Extracted information
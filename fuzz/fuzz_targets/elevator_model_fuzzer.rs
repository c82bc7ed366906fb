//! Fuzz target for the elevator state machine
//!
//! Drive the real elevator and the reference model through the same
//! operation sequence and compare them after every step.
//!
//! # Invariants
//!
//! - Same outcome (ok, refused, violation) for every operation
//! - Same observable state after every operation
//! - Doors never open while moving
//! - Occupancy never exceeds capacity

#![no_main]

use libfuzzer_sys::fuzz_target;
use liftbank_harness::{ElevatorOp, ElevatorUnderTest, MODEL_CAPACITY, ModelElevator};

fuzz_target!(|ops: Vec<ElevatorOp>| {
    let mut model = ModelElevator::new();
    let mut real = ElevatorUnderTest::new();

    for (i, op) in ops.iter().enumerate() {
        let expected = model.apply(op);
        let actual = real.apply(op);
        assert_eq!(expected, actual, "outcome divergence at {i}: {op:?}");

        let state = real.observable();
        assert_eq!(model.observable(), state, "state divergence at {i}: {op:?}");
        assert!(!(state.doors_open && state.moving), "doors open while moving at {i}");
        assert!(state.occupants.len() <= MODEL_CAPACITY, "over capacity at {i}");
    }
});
---
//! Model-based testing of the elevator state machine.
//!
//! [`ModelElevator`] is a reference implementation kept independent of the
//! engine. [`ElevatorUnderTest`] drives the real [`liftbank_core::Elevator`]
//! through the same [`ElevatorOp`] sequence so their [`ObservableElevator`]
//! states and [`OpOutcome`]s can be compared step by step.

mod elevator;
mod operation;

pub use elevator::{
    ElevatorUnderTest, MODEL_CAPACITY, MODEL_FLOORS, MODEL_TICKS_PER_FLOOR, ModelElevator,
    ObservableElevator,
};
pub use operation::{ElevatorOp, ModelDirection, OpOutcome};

Task to carry out
For the entries above, count the lines that contain the string "operation", and state that number without further comment.

The completed task
5